Promosso da Comune di Milano-Cultura e prodotto da Palazzo Reale con Electa, il progetto di mostra dedicato al grande artista milanese “Baj chez Baj” appena aperto a Milano, è curato da Chiara Gatti e Roberta Cerini Baj e conta quasi cinquanta opere distillate in un arco temporale che dai primi anni Cinquanta giunge all’alba del Duemila, attraversando le fasi di ricerca e adesione ai movimenti del tempo.

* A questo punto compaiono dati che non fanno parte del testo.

use bytes::Bytes;
use reqwest::header::{HeaderMap, HeaderValue, AUTHORIZATION, CONTENT_TYPE};
use reqwest::{Method, StatusCode};
use serde::de::DeserializeOwned;
use serde::{Deserialize, Serialize};
use std::io::Write;
use std::sync::{OnceLock, PoisonError, RwLock};
use tracing::{debug, warn};
use url::Url;

use super::{oauth_client, ClientConfig, KeycloakError, OidcToken, RequestContext};
use crate::keycloak::error::ErrorResponse;

/// Content type for form-encoded bodies, as used by the token endpoint.
pub const FORM_ENCODED: &str = "application/x-www-form-urlencoded";

const JSON: &str = "application/json";

/// Transport shared by every client constructed without its own.
static DEFAULT_TRANSPORT: OnceLock<reqwest::Client> = OnceLock::new();

fn default_transport() -> reqwest::Client {
    DEFAULT_TRANSPORT
        .get_or_init(reqwest::Client::new)
        .clone()
}

/// Header hints for a request. An explicit content type always wins over
/// the JSON default.
#[derive(Debug, Clone, Default, PartialEq, Eq)]
pub struct RequestHeaders {
    pub authorization: Option<String>,
    pub content_type: Option<String>,
}

impl RequestHeaders {
    pub fn form() -> Self {
        Self {
            content_type: Some(FORM_ENCODED.to_string()),
            ..Self::default()
        }
    }

    pub fn bearer(access_token: &str) -> Self {
        Self {
            authorization: Some(format!("Bearer {access_token}")),
            ..Self::default()
        }
    }

    pub fn with_authorization(mut self, authorization: impl Into<String>) -> Self {
        self.authorization = Some(authorization.into());
        self
    }

    pub fn with_content_type(mut self, content_type: impl Into<String>) -> Self {
        self.content_type = Some(content_type.into());
        self
    }
}

/// A successful Keycloak response.
///
/// The body has already been consumed by the time this is handed back;
/// status, headers and final URL remain available.
#[derive(Debug, Clone)]
pub struct Response {
    status: StatusCode,
    headers: HeaderMap,
    url: Url,
}

impl Response {
    pub fn new(status: StatusCode, headers: HeaderMap, url: Url) -> Self {
        Self {
            status,
            headers,
            url,
        }
    }

    fn from_reqwest(response: &reqwest::Response) -> Self {
        Self::new(
            response.status(),
            response.headers().clone(),
            response.url().clone(),
        )
    }

    pub fn status(&self) -> StatusCode {
        self.status
    }

    pub fn headers(&self) -> &HeaderMap {
        &self.headers
    }

    pub fn url(&self) -> &Url {
        &self.url
    }
}

/// Only `error_description` is of interest within an error body.
#[derive(Deserialize)]
struct ErrorBody {
    #[serde(default)]
    error_description: String,
}

/// The state every service shares: configuration, transport, and the
/// snapshot of the last admin token fetched.
#[derive(Debug)]
pub(crate) struct Core {
    pub(crate) config: ClientConfig,
    pub(crate) base_url: Url,
    http: reqwest::Client,
    admin_oidc: RwLock<OidcToken>,
}

impl Core {
    pub(crate) fn new(
        config: ClientConfig,
        http: Option<reqwest::Client>,
    ) -> Result<Self, KeycloakError> {
        // Relative resolution drops the last path segment unless the base ends in `/`.
        let mut raw = config.base_url.clone();
        if !raw.ends_with('/') {
            raw.push('/');
        }
        let base_url = Url::parse(&raw).map_err(|source| KeycloakError::InvalidBaseUrl {
            url: config.base_url.clone(),
            source,
        })?;

        Ok(Self {
            config,
            base_url,
            http: http.unwrap_or_else(default_transport),
            admin_oidc: RwLock::new(OidcToken::default()),
        })
    }

    pub(crate) fn admin_oidc(&self) -> OidcToken {
        self.admin_oidc
            .read()
            .unwrap_or_else(PoisonError::into_inner)
            .clone()
    }

    pub(crate) fn store_admin_oidc(&self, token: OidcToken) {
        *self
            .admin_oidc
            .write()
            .unwrap_or_else(PoisonError::into_inner) = token;
    }

    /// Builds a request without any admin token handling.
    ///
    /// The token endpoint is always reached through here, so acquiring an
    /// admin token never needs another admin token.
    pub(crate) fn build_request<B: Serialize + ?Sized>(
        &self,
        method: Method,
        path: &str,
        body: Option<&B>,
        headers: &RequestHeaders,
    ) -> Result<reqwest::Request, KeycloakError> {
        // First, we'll need to resolve our path against the base URL.
        // Anything `join` can't make sense of stops us right here.
        let url = self
            .base_url
            .join(path)
            .map_err(|source| KeycloakError::UrlResolution {
                path: path.to_string(),
                source,
            })?;

        let mut request = self.http.request(method.clone(), url.clone());

        // Our body is encoded according to the content type we were given.
        // The token endpoint wants a form; everything else speaks JSON.
        let is_form = headers.content_type.as_deref() == Some(FORM_ENCODED);
        match body {
            Some(body) if is_form => {
                request = request.body(serde_urlencoded::to_string(body)?);
            }
            Some(body) => {
                // Some payloads legitimately carry `<`, `>` and `&`.
                // serde_json leaves them untouched, which is what we want.
                let encoded = serde_json::to_vec(body).map_err(KeycloakError::JsonEncoding)?;
                request = request.body(encoded);
            }
            None => {}
        }

        // An explicit content type always wins. Otherwise, if we're sending
        // a body at all, it's JSON.
        let content_type = match (&headers.content_type, body) {
            (Some(content_type), _) => Some(content_type.as_str()),
            (None, Some(_)) => Some(JSON),
            (None, None) => None,
        };
        if let Some(content_type) = content_type {
            request = request.header(CONTENT_TYPE, header_value("Content-Type", content_type)?);
        }
        // Whatever authorization the caller handed us goes along verbatim.
        if let Some(authorization) = &headers.authorization {
            request = request.header(AUTHORIZATION, header_value("Authorization", authorization)?);
        }

        debug!(%method, %url, content_type, "built keycloak request");
        request.build().map_err(KeycloakError::RequestBuild)
    }

    /// Builds a request, attaching a freshly acquired admin bearer token
    /// when `is_admin_request` is set. The token overrides any
    /// authorization hint.
    pub(crate) async fn new_request<B: Serialize + ?Sized>(
        &self,
        method: Method,
        path: &str,
        body: Option<&B>,
        headers: &RequestHeaders,
        is_admin_request: bool,
    ) -> Result<reqwest::Request, KeycloakError> {
        let mut request = self.build_request(method, path, body, headers)?;

        // Admin requests need a bearer token of their own.
        // We fetch a fresh one every time; nothing is cached between calls.
        if is_admin_request {
            let token = oauth_client::obtain_admin_token(self).await?;
            let bearer = header_value("Authorization", &format!("Bearer {}", token.access_token))?;
            // This replaces any authorization hint set above.
            request.headers_mut().insert(AUTHORIZATION, bearer);
            self.store_admin_oidc(token);
        }

        Ok(request)
    }

    /// Sends the request and classifies the outcome. Any status of 300 or
    /// above becomes [`KeycloakError::Upstream`].
    async fn dispatch(
        &self,
        ctx: &RequestContext,
        request: reqwest::Request,
    ) -> Result<reqwest::Response, KeycloakError> {
        let method = request.method().clone();
        debug!(%method, url = %request.url(), "dispatching keycloak request");

        // We race the request against our context. If the context is
        // already done, we never send anything at all.
        let response = match ctx.run(self.http.execute(request)).await? {
            Ok(response) => response,
            // If the context finished while we were failing, its reason is
            // more useful than whatever the transport saw.
            Err(err) => return Err(ctx.err().unwrap_or(KeycloakError::Transport(err))),
        };

        // Anything at or above 300 is an error, regardless of the specific code.
        if response.status().as_u16() < 300 {
            return Ok(response);
        }

        // Let's see if Keycloak told us why. Reading or parsing the body is
        // best-effort: if either fails, we simply end up with no message.
        let wrapper = Response::from_reqwest(&response);
        let body = match ctx.run(response.bytes()).await {
            Ok(Ok(body)) => body,
            _ => Bytes::new(),
        };
        let message = serde_json::from_slice::<ErrorBody>(&body)
            .map(|parsed| parsed.error_description)
            .unwrap_or_default();

        warn!(
            %method,
            url = %wrapper.url(),
            status = wrapper.status().as_u16(),
            message = %message,
            "keycloak rejected request"
        );
        Err(KeycloakError::Upstream(Box::new(ErrorResponse {
            method,
            response: wrapper,
            body,
            message,
        })))
    }

    /// Executes the request, discarding any success body.
    pub(crate) async fn execute(
        &self,
        ctx: &RequestContext,
        request: reqwest::Request,
    ) -> Result<Response, KeycloakError> {
        let response = self.dispatch(ctx, request).await?;
        Ok(Response::from_reqwest(&response))
    }

    /// Executes the request and decodes a JSON success body into `target`.
    ///
    /// An empty body leaves `target` untouched and is not an error.
    pub(crate) async fn execute_json<T: DeserializeOwned>(
        &self,
        ctx: &RequestContext,
        request: reqwest::Request,
        target: &mut T,
    ) -> Result<Response, KeycloakError> {
        let response = self.dispatch(ctx, request).await?;
        let wrapper = Response::from_reqwest(&response);
        let body = ctx.run(response.bytes()).await??;

        // We only read the first JSON value within the body, and ignore
        // anything trailing after it.
        // An empty body yields no value at all: that's fine, and we leave
        // the target as-is.
        let mut values = serde_json::Deserializer::from_slice(&body).into_iter::<T>();
        match values.next() {
            None => Ok(wrapper),
            Some(Ok(decoded)) => {
                *target = decoded;
                Ok(wrapper)
            }
            // We still hand back the response so callers can inspect it.
            Some(Err(source)) => Err(KeycloakError::Decode {
                response: Box::new(wrapper),
                source,
            }),
        }
    }

    /// Executes the request and streams the raw success body into `sink`.
    pub(crate) async fn execute_into<W: Write + ?Sized>(
        &self,
        ctx: &RequestContext,
        request: reqwest::Request,
        sink: &mut W,
    ) -> Result<Response, KeycloakError> {
        let mut response = self.dispatch(ctx, request).await?;
        let wrapper = Response::from_reqwest(&response);

        // Raw bytes are copied verbatim, chunk by chunk, with no decoding.
        while let Some(chunk) = ctx.run(response.chunk()).await?? {
            sink.write_all(&chunk)?;
        }
        sink.flush()?;

        Ok(wrapper)
    }
}

/// Checks that `segment` stays a single path segment once joined.
///
/// Ids end up inside paths requested with an admin token, so they must
/// never be able to step outside the resource they name.
pub(crate) fn path_segment(segment: &str) -> Result<&str, KeycloakError> {
    // `%` is included as `%2e%2e` resolves just like `..`, and `\` is a
    // separator for http(s) URLs.
    let escapes = segment.is_empty()
        || segment == "."
        || segment == ".."
        || segment.contains(['/', '\\', '?', '#', '%']);
    if escapes {
        return Err(KeycloakError::InvalidPathSegment(segment.to_string()));
    }
    Ok(segment)
}

fn header_value(name: &'static str, value: &str) -> Result<HeaderValue, KeycloakError> {
    HeaderValue::from_str(value).map_err(|source| KeycloakError::InvalidHeader { name, source })
}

Fulcro dell’esposizione magistralmente assemblata nella suggestiva sala delle Cariatidi è l’opera I funerali dell’anarchico Pinelli, un capitolo di svolta fondamentale nel lavoro di Baj, un
passaggio formale nella sua ricerca estetica con soluzioni ambientali e teatrali. L’opera è per la prima volta integrata in un percorso espositivo grazie a un dialogo puntuale con i Generali e con la Parata a sei che, in particolare, ne è il prodromo, il diretto antecedente, sia come studio formale ritmico della composizione, sia nella critica caustica a ogni forma di sopruso e militarismo. I Funerali tornano a Palazzo Reale, a distanza di 12 anni dall’esposizione ‘in solitaria’ in sala delle Cariatidi e a 52 anni dalla loro realizzazione, in un allestimento inedito che li vede inseriti come un tassello essenziale nell’evoluzione dell’opera del maestro.
Milano giustamente celebra Enrico Baj (Milano, 31 ottobre 1924 – Vergiate, 16 giugno 2003), uno dei maestri della neoavanguardia italiana e internazionale, con un’ampia retrospettiva protagonista delle mostre d’autunno, studiata per ripercorrere tutti i temi e i soggetti della sua lunga e poliedrica esperienza.

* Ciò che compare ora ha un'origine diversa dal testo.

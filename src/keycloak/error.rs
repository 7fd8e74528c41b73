use bytes::Bytes;
use reqwest::Method;
use std::fmt;

use super::http_client::Response;

/// Possible error types while talking to Keycloak.
#[derive(thiserror::Error, Debug)]
pub enum KeycloakError {
    /// The configured base URL could not be parsed.
    #[error("invalid base URL '{url}': {source}")]
    InvalidBaseUrl {
        url: String,
        #[source]
        source: url::ParseError,
    },

    /// A relative path could not be resolved against the base URL.
    #[error("failed to resolve '{path}' against the base URL: {source}")]
    UrlResolution {
        path: String,
        #[source]
        source: url::ParseError,
    },

    /// A caller-supplied id would not stay a single path segment.
    #[error("invalid path segment '{0}'")]
    InvalidPathSegment(String),

    /// The body could not be flattened into a form.
    #[error("form encoding failed: {0}")]
    FormEncoding(#[from] serde_urlencoded::ser::Error),

    /// The body could not be serialized to JSON.
    #[error("JSON encoding failed: {0}")]
    JsonEncoding(#[source] serde_json::Error),

    /// A header hint is not a valid header value.
    #[error("invalid value for header {name}: {source}")]
    InvalidHeader {
        name: &'static str,
        #[source]
        source: reqwest::header::InvalidHeaderValue,
    },

    /// reqwest refused to assemble the request.
    #[error("failed to build request: {0}")]
    RequestBuild(#[source] reqwest::Error),

    /// Network-level failure while dispatching or reading the response.
    #[error("transport error: {0}")]
    Transport(#[from] reqwest::Error),

    /// The request context was cancelled.
    #[error("request cancelled")]
    Cancelled,

    /// The request context deadline passed.
    #[error("request deadline exceeded")]
    DeadlineExceeded,

    /// Keycloak answered with a status of 300 or above.
    #[error(transparent)]
    Upstream(Box<ErrorResponse>),

    /// A successful response body did not match the expected shape.
    /// The response itself is still available.
    #[error("failed to decode response body: {source}")]
    Decode {
        response: Box<Response>,
        #[source]
        source: serde_json::Error,
    },

    /// Writing the response body into the caller's sink failed.
    #[error("failed to write response body: {0}")]
    Sink(#[from] std::io::Error),

    /// An access token could not be inspected.
    #[error("invalid token: {0}")]
    InvalidToken(String),
}

impl KeycloakError {
    /// Returns the upstream error response, if Keycloak rejected the request.
    pub fn as_upstream(&self) -> Option<&ErrorResponse> {
        match self {
            KeycloakError::Upstream(error) => Some(error),
            _ => None,
        }
    }

    /// Returns the response wrapper carried by this error, if any.
    pub fn response(&self) -> Option<&Response> {
        match self {
            KeycloakError::Upstream(error) => Some(&error.response),
            KeycloakError::Decode { response, .. } => Some(response),
            _ => None,
        }
    }
}

/// The error response returned by Keycloak for any status of 300 or above.
///
/// `message` holds the `error_description` of the body when it could be
/// parsed, and is empty otherwise. The raw body is kept for inspection.
#[derive(Debug, Clone)]
pub struct ErrorResponse {
    pub method: Method,
    pub response: Response,
    pub body: Bytes,
    pub message: String,
}

impl fmt::Display for ErrorResponse {
    fn fmt(&self, f: &mut fmt::Formatter<'_>) -> fmt::Result {
        write!(
            f,
            "{} {}: {} {}",
            self.method,
            self.response.url(),
            self.response.status().as_u16(),
            self.message
        )
    }
}

impl std::error::Error for ErrorResponse {}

Baj torna a Palazzo Reale nella Sala delle Cariatidi, a cent’anni esatti dalla nascita, a dodici anni
dall’esposizione, nella stessa sala, de I Funerali dell’anarchico Pinelli, che per la prima volta sono
integrati in un percorso antologico e in un dialogo puntuale con altri lavori del maestro.

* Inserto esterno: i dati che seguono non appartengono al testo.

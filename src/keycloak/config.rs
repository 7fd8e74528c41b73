use serde::{Deserialize, Serialize};

/// How this client authenticates when it needs elevated privileges.
///
/// Each variant corresponds to one way of constructing a client, and
/// determines which OAuth2 grant is used for admin requests.
#[derive(Debug, Clone, PartialEq, Eq, Serialize, Deserialize)]
#[serde(tag = "mode", rename_all = "snake_case")]
pub enum Credentials {
    /// A confidential client with service accounts enabled.
    /// Tokens are obtained via the `client_credentials` grant.
    ServiceAccount {
        client_id: String,
        client_secret: String,
    },
    /// An admin user authenticating through a confidential client.
    ConfidentialAdmin {
        client_id: String,
        client_secret: String,
        admin_account: String,
        admin_pass: String,
    },
    /// An admin user authenticating through a public client (no secret).
    PublicAdmin {
        client_id: String,
        admin_account: String,
        admin_pass: String,
    },
}

/// Identity provider coordinates and privilege mode, fixed for the
/// lifetime of a client.
#[derive(Debug, Clone, PartialEq, Eq, Serialize, Deserialize)]
pub struct ClientConfig {
    /// Base URL of the Keycloak server, e.g. `https://sso.example.com/`.
    pub base_url: String,
    /// Realm every resource path is scoped to.
    pub realm: String,
    /// Whether grant requests ask for the `offline_access` scope.
    /// Requires the `offline_access` role.
    #[serde(default)]
    pub offline_access: bool,
    pub credentials: Credentials,
}

impl ClientConfig {
    /// Targets service accounts with elevated privileges.
    pub fn service_account(
        base_url: impl Into<String>,
        realm: impl Into<String>,
        offline_access: bool,
        client_id: impl Into<String>,
        client_secret: impl Into<String>,
    ) -> Self {
        Self {
            base_url: base_url.into(),
            realm: realm.into(),
            offline_access,
            credentials: Credentials::ServiceAccount {
                client_id: client_id.into(),
                client_secret: client_secret.into(),
            },
        }
    }

    /// Targets users with elevated privileges who authenticate against
    /// a confidential client.
    pub fn confidential_admin(
        base_url: impl Into<String>,
        realm: impl Into<String>,
        offline_access: bool,
        client_id: impl Into<String>,
        client_secret: impl Into<String>,
        admin_account: impl Into<String>,
        admin_pass: impl Into<String>,
    ) -> Self {
        Self {
            base_url: base_url.into(),
            realm: realm.into(),
            offline_access,
            credentials: Credentials::ConfidentialAdmin {
                client_id: client_id.into(),
                client_secret: client_secret.into(),
                admin_account: admin_account.into(),
                admin_pass: admin_pass.into(),
            },
        }
    }

    /// Targets users with elevated privileges who authenticate against
    /// a public client.
    pub fn public_admin(
        base_url: impl Into<String>,
        realm: impl Into<String>,
        offline_access: bool,
        client_id: impl Into<String>,
        admin_account: impl Into<String>,
        admin_pass: impl Into<String>,
    ) -> Self {
        Self {
            base_url: base_url.into(),
            realm: realm.into(),
            offline_access,
            credentials: Credentials::PublicAdmin {
                client_id: client_id.into(),
                admin_account: admin_account.into(),
                admin_pass: admin_pass.into(),
            },
        }
    }

    pub fn is_service_account(&self) -> bool {
        matches!(self.credentials, Credentials::ServiceAccount { .. })
    }

    /// Confidential clients hold a secret and authenticate themselves
    /// to the token endpoint.
    pub fn is_confidential(&self) -> bool {
        !matches!(self.credentials, Credentials::PublicAdmin { .. })
    }

    pub fn client_id(&self) -> &str {
        match &self.credentials {
            Credentials::ServiceAccount { client_id, .. }
            | Credentials::ConfidentialAdmin { client_id, .. }
            | Credentials::PublicAdmin { client_id, .. } => client_id,
        }
    }

    /// Empty for public clients.
    pub fn client_secret(&self) -> &str {
        match &self.credentials {
            Credentials::ServiceAccount { client_secret, .. }
            | Credentials::ConfidentialAdmin { client_secret, .. } => client_secret,
            Credentials::PublicAdmin { .. } => "",
        }
    }

    /// Empty for service accounts.
    pub fn admin_account(&self) -> &str {
        match &self.credentials {
            Credentials::ConfidentialAdmin { admin_account, .. }
            | Credentials::PublicAdmin { admin_account, .. } => admin_account,
            Credentials::ServiceAccount { .. } => "",
        }
    }

    /// Empty for service accounts.
    pub fn admin_pass(&self) -> &str {
        match &self.credentials {
            Credentials::ConfidentialAdmin { admin_pass, .. }
            | Credentials::PublicAdmin { admin_pass, .. } => admin_pass,
            Credentials::ServiceAccount { .. } => "",
        }
    }
}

Si va dal recupero del Dadaismo e del Surrealismo ai modi dell’arte Informale, dalla vicinanza al gruppo nordico di Co.Br.A alla genesi del movimento dell’arte Nucleare, che Baj fondò a Milano con Sergio Dangelo nel 1951. Partendo dall’astrazione gestuale degli esordi, passando per la nascita delle sue larvali figure antropomorfe e per l’eruzione delle montagne liquefatte nel corpo magmatico dei Generali, si tocca la parodia delle invasioni extraterrestri per approdare all’esercito dei Meccano e al mondo animato delle cassettiere e dei trumeau.
I suoi personaggi, entrati nell’immaginario comune, le Dame e i Generali, gli Ultracorpi, gli Specchi,
i Mobili e i mostri dell’Apocalisse animano una giostra di creature frutto dell’universo surrealista
e insieme fantascientifico di un autore che ha fatto dell’ironia e del grottesco un grimaldello per
scardinare il conformismo borghese e schierarsi contro ogni forma di potere costituito.
La sua celeberrima estetica del ninnolo e della passamaneria, delle nappe e dei bottoni lucidi come
mostrine sui petti tronfi dei suoi militari blasonati, è il filo conduttore destinato a cucire, per sezioni,
i temi giganteschi della poetica di Baj, liberati da una rigida sequenza cronologica o di genere, con
continui rimandi fra arte e letteratura, colori e parole, seguendo una sorta di sceneggiatura che,
anche in sede di allestimento, suggerirà allo spettatore un tempo e uno spazio teatrali.